Report how many lines in the data below hold "executor", with no other words.
== Given data ==
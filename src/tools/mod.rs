//! Tool system: trait, schema validation, and the executor.

pub mod executor;
pub mod tool;
pub mod validation;

pub use executor::{aborted_output, ToolExecutor, DEFAULT_ABORT_GRACE};
pub use tool::{
    FnTool, ParameterBuilder, Tool, ToolDefinition, ToolInvocation, ToolOutput, ToolParameters,
    ToolUpdate, ToolUpdateCallback,
};
pub use validation::{validate_arguments, ValidationError};
use crate::config::ToolExecutionMode;
use crate::error::StrandError;
use crate::types::{AssistantMessage, Message, ToolCall, ToolResultMessage};

use super::super::super::events::AgentEvent;
use super::super::super::types::LoopState;
use super::super::tooling::{
    aborted_tool_result, emit_tool_execution_end, emit_tool_execution_start,
    execute_parallel_tool_calls, execute_tool_call, skipped_tool_result,
};
use super::LoopRun;

pub(super) enum ToolPhaseOutcome {
    Completed { had_tool_calls: bool },
    /// Steering arrived mid-batch; these messages open the next turn.
    Steered(Vec<Message>),
    Aborted,
    Failed(StrandError),
}

pub(super) async fn run_tool_phase(
    run: &LoopRun,
    turn_index: usize,
    assistant: AssistantMessage,
) -> ToolPhaseOutcome {
    let calls: Vec<ToolCall> = assistant.tool_calls().cloned().collect();
    let mut tool_results = Vec::with_capacity(calls.len());

    let outcome = if calls.is_empty() {
        ToolPhaseOutcome::Completed {
            had_tool_calls: false,
        }
    } else {
        run.emitter.set_state(LoopState::ExecutingTools);
        match run.request.config.tool_execution {
            ToolExecutionMode::Sequential => run_sequential(run, &calls, &mut tool_results).await,
            ToolExecutionMode::Parallel => run_parallel(run, &calls, &mut tool_results).await,
        }
    };

    run.emitter.emit(AgentEvent::TurnEnd {
        run_id: run.emitter.run_id(),
        turn_index,
        message: Some(assistant),
        tool_results,
    });
    outcome
}

async fn run_sequential(
    run: &LoopRun,
    calls: &[ToolCall],
    tool_results: &mut Vec<ToolResultMessage>,
) -> ToolPhaseOutcome {
    for (call_idx, call) in calls.iter().enumerate() {
        if run.cancel.is_cancelled() {
            return abort_remaining(run, &calls[call_idx..], tool_results).await;
        }

        run.emitter.set_state(LoopState::ExecutingTools);
        emit_tool_execution_start(&run.emitter, call);
        let result = execute_tool_call(&run.executor, &run.emitter, call, &run.cancel).await;
        emit_tool_execution_end(&run.emitter, &result);
        if let Err(err) = record_result(run, result, tool_results).await {
            return ToolPhaseOutcome::Failed(err);
        }

        let remaining = &calls[call_idx + 1..];
        if run.cancel.is_cancelled() {
            return abort_remaining(run, remaining, tool_results).await;
        }
        let Some(steering) = run.poll_steering().await else {
            return abort_remaining(run, remaining, tool_results).await;
        };
        if !steering.is_empty() {
            for skipped in remaining {
                emit_tool_execution_start(&run.emitter, skipped);
                let result = skipped_tool_result(skipped);
                emit_tool_execution_end(&run.emitter, &result);
                if let Err(err) = record_result(run, result, tool_results).await {
                    return ToolPhaseOutcome::Failed(err);
                }
            }
            tracing::debug!(
                run_id = %run.emitter.run_id(),
                skipped = remaining.len(),
                "steering interrupted tool batch"
            );
            return ToolPhaseOutcome::Steered(steering);
        }
    }

    ToolPhaseOutcome::Completed {
        had_tool_calls: true,
    }
}

/// All calls run at once; steering is consulted once after the whole batch.
async fn run_parallel(
    run: &LoopRun,
    calls: &[ToolCall],
    tool_results: &mut Vec<ToolResultMessage>,
) -> ToolPhaseOutcome {
    if run.cancel.is_cancelled() {
        return abort_remaining(run, calls, tool_results).await;
    }

    for call in calls {
        emit_tool_execution_start(&run.emitter, call);
    }
    let results = execute_parallel_tool_calls(&run.executor, &run.emitter, calls, &run.cancel).await;
    for result in results {
        emit_tool_execution_end(&run.emitter, &result);
        if let Err(err) = record_result(run, result, tool_results).await {
            return ToolPhaseOutcome::Failed(err);
        }
    }

    if run.cancel.is_cancelled() {
        return ToolPhaseOutcome::Aborted;
    }
    match run.poll_steering().await {
        None => ToolPhaseOutcome::Aborted,
        Some(steering) if !steering.is_empty() => ToolPhaseOutcome::Steered(steering),
        Some(_) => ToolPhaseOutcome::Completed {
            had_tool_calls: true,
        },
    }
}

/// Give every call that never ran a synthetic aborted result.
async fn abort_remaining(
    run: &LoopRun,
    calls: &[ToolCall],
    tool_results: &mut Vec<ToolResultMessage>,
) -> ToolPhaseOutcome {
    for call in calls {
        emit_tool_execution_start(&run.emitter, call);
        let result = aborted_tool_result(call);
        emit_tool_execution_end(&run.emitter, &result);
        if let Err(err) = record_result(run, result, tool_results).await {
            return ToolPhaseOutcome::Failed(err);
        }
    }
    ToolPhaseOutcome::Aborted
}

async fn record_result(
    run: &LoopRun,
    result: ToolResultMessage,
    tool_results: &mut Vec<ToolResultMessage>,
) -> Result<(), StrandError> {
    run.append_message(result.clone().into()).await?;
    tool_results.push(result);
    Ok(())
}
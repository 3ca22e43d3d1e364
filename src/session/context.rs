//! Turning a root-to-leaf path into the message sequence sent to the model.

use super::entry::{CompactionRecord, EntryId, EntryPayload, SessionEntry};
use crate::types::Message;

pub const COMPACTION_SUMMARY_PREFIX: &str = "<compaction_summary>";
pub const COMPACTION_SUMMARY_SUFFIX: &str = "</compaction_summary>";
pub const BRANCH_SUMMARY_PREFIX: &str = "<branch_summary>";
pub const BRANCH_SUMMARY_SUFFIX: &str = "</branch_summary>";

const COMPACTION_SUMMARY_PREAMBLE: &str =
    "Earlier conversation history was compacted. Summary of what happened so far:";
const BRANCH_SUMMARY_PREAMBLE: &str =
    "The conversation returned here from another branch. Summary of that branch:";

/// Materialized view of one path.
#[derive(Debug, Clone, Default, PartialEq)]
pub struct SessionContext {
    pub messages: Vec<Message>,
    /// Source entry of each message, index-aligned with `messages`.
    pub entry_ids: Vec<EntryId>,
    /// The compaction that shaped this context, if any.
    pub latest_compaction: Option<(EntryId, CompactionRecord)>,
}

pub fn wrap_compaction_summary(summary: &str) -> String {
    format!(
        "{COMPACTION_SUMMARY_PREAMBLE}\n\n{COMPACTION_SUMMARY_PREFIX}\n{summary}\n{COMPACTION_SUMMARY_SUFFIX}"
    )
}

pub fn wrap_branch_summary(summary: &str) -> String {
    format!("{BRANCH_SUMMARY_PREAMBLE}\n\n{BRANCH_SUMMARY_PREFIX}\n{summary}\n{BRANCH_SUMMARY_SUFFIX}")
}

/// Inner text of a wrapped compaction summary message.
pub fn unwrap_compaction_summary(text: &str) -> Option<&str> {
    let start = text.find(COMPACTION_SUMMARY_PREFIX)? + COMPACTION_SUMMARY_PREFIX.len();
    let end = text.rfind(COMPACTION_SUMMARY_SUFFIX)?;
    (start <= end).then(|| text[start..end].trim())
}

/// Entries of `path` that remain verbatim after the latest compaction,
/// excluding compaction entries themselves.
///
/// Returns the index of the latest compaction entry (if any) and the indices
/// of kept entries.
pub(crate) fn kept_indices(path: &[&SessionEntry]) -> (Option<usize>, Vec<usize>) {
    let Some(compaction_index) = path.iter().rposition(|e| e.compaction().is_some()) else {
        return (
            None,
            (0..path.len())
                .filter(|&i| path[i].compaction().is_none())
                .collect(),
        );
    };
    let first_kept_id = path[compaction_index]
        .compaction()
        .map(|record| record.first_kept_entry_id.as_str());
    let start = path[..compaction_index]
        .iter()
        .position(|e| Some(e.id.as_str()) == first_kept_id)
        .unwrap_or(compaction_index + 1);
    let kept = (start..path.len())
        .filter(|&i| i != compaction_index && path[i].compaction().is_none())
        .collect();
    (Some(compaction_index), kept)
}

pub(crate) fn materialize(path: &[&SessionEntry]) -> SessionContext {
    let mut context = SessionContext::default();
    let (compaction_index, kept) = kept_indices(path);

    if let Some(index) = compaction_index {
        let entry = path[index];
        if let Some(record) = entry.compaction() {
            context.messages.push(Message::User {
                content: wrap_compaction_summary(&record.summary),
                timestamp: entry.timestamp,
            });
            context.entry_ids.push(entry.id.clone());
            context.latest_compaction = Some((entry.id.clone(), record.clone()));
        }
    }

    for index in kept {
        let entry = path[index];
        if let Some(message) = entry_message(entry) {
            context.messages.push(message);
            context.entry_ids.push(entry.id.clone());
        }
    }
    context
}

/// The message an entry contributes to a materialized context, if any.
pub(crate) fn entry_message(entry: &SessionEntry) -> Option<Message> {
    match &entry.payload {
        EntryPayload::Message { message } => Some(message.clone()),
        EntryPayload::BranchMarker {
            summary: Some(summary),
            ..
        } => Some(Message::User {
            content: wrap_branch_summary(summary),
            timestamp: entry.timestamp,
        }),
        _ => None,
    }
}
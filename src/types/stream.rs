//! Incremental output of a streamed model turn.

use serde::{Deserialize, Serialize};

use super::message::{AssistantMessage, ContentBlock, StopReason, ToolCall};
use super::usage::Usage;

/// One streamed increment.
///
/// `ToolCallDelta` carries the call as known so far; a later delta with the
/// same id replaces the earlier one. `Done` carries the final message and ends
/// the turn.
#[derive(Debug, Clone, Serialize, Deserialize, PartialEq)]
#[serde(tag = "type", rename_all = "snake_case")]
pub enum AssistantDelta {
    TextDelta { text: String },
    ReasoningDelta { text: String },
    ToolCallDelta { call: ToolCall },
    Usage { usage: Usage },
    Done { message: AssistantMessage },
}

/// Folds deltas into an assistant message, for snapshots while streaming and
/// for finalizing streams that end without a `Done`.
#[derive(Debug, Clone, Default)]
pub struct AssistantAccumulator {
    text: String,
    reasoning: String,
    tool_calls: Vec<ToolCall>,
    usage: Usage,
}

impl AssistantAccumulator {
    /// Apply one non-terminal delta. Returns false for `Done`, which is left to the caller.
    pub fn apply(&mut self, delta: &AssistantDelta) -> bool {
        match delta {
            AssistantDelta::TextDelta { text } => self.text.push_str(text),
            AssistantDelta::ReasoningDelta { text } => self.reasoning.push_str(text),
            AssistantDelta::ToolCallDelta { call } => {
                match self.tool_calls.iter_mut().find(|c| c.id == call.id) {
                    Some(existing) => *existing = call.clone(),
                    None => self.tool_calls.push(call.clone()),
                }
            }
            AssistantDelta::Usage { usage } => self.usage = *usage,
            AssistantDelta::Done { .. } => return false,
        }
        true
    }

    pub fn is_empty(&self) -> bool {
        self.text.is_empty() && self.reasoning.is_empty() && self.tool_calls.is_empty()
    }

    /// The message as accumulated so far.
    pub fn snapshot(&self, stop_reason: StopReason) -> AssistantMessage {
        let mut content = Vec::new();
        if !self.reasoning.is_empty() {
            content.push(ContentBlock::Reasoning {
                text: self.reasoning.clone(),
                signature: None,
            });
        }
        if !self.text.is_empty() {
            content.push(ContentBlock::Text {
                text: self.text.clone(),
            });
        }
        content.extend(self.tool_calls.iter().cloned().map(ContentBlock::ToolCall));
        AssistantMessage::new(content, stop_reason).with_usage(self.usage)
    }

    /// Final message for a stream that ended without `Done`.
    pub fn finish(self) -> AssistantMessage {
        let stop_reason = if self.tool_calls.is_empty() {
            StopReason::Stop
        } else {
            StopReason::ToolUse
        };
        self.snapshot(stop_reason)
    }
}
===
Exercise output:
5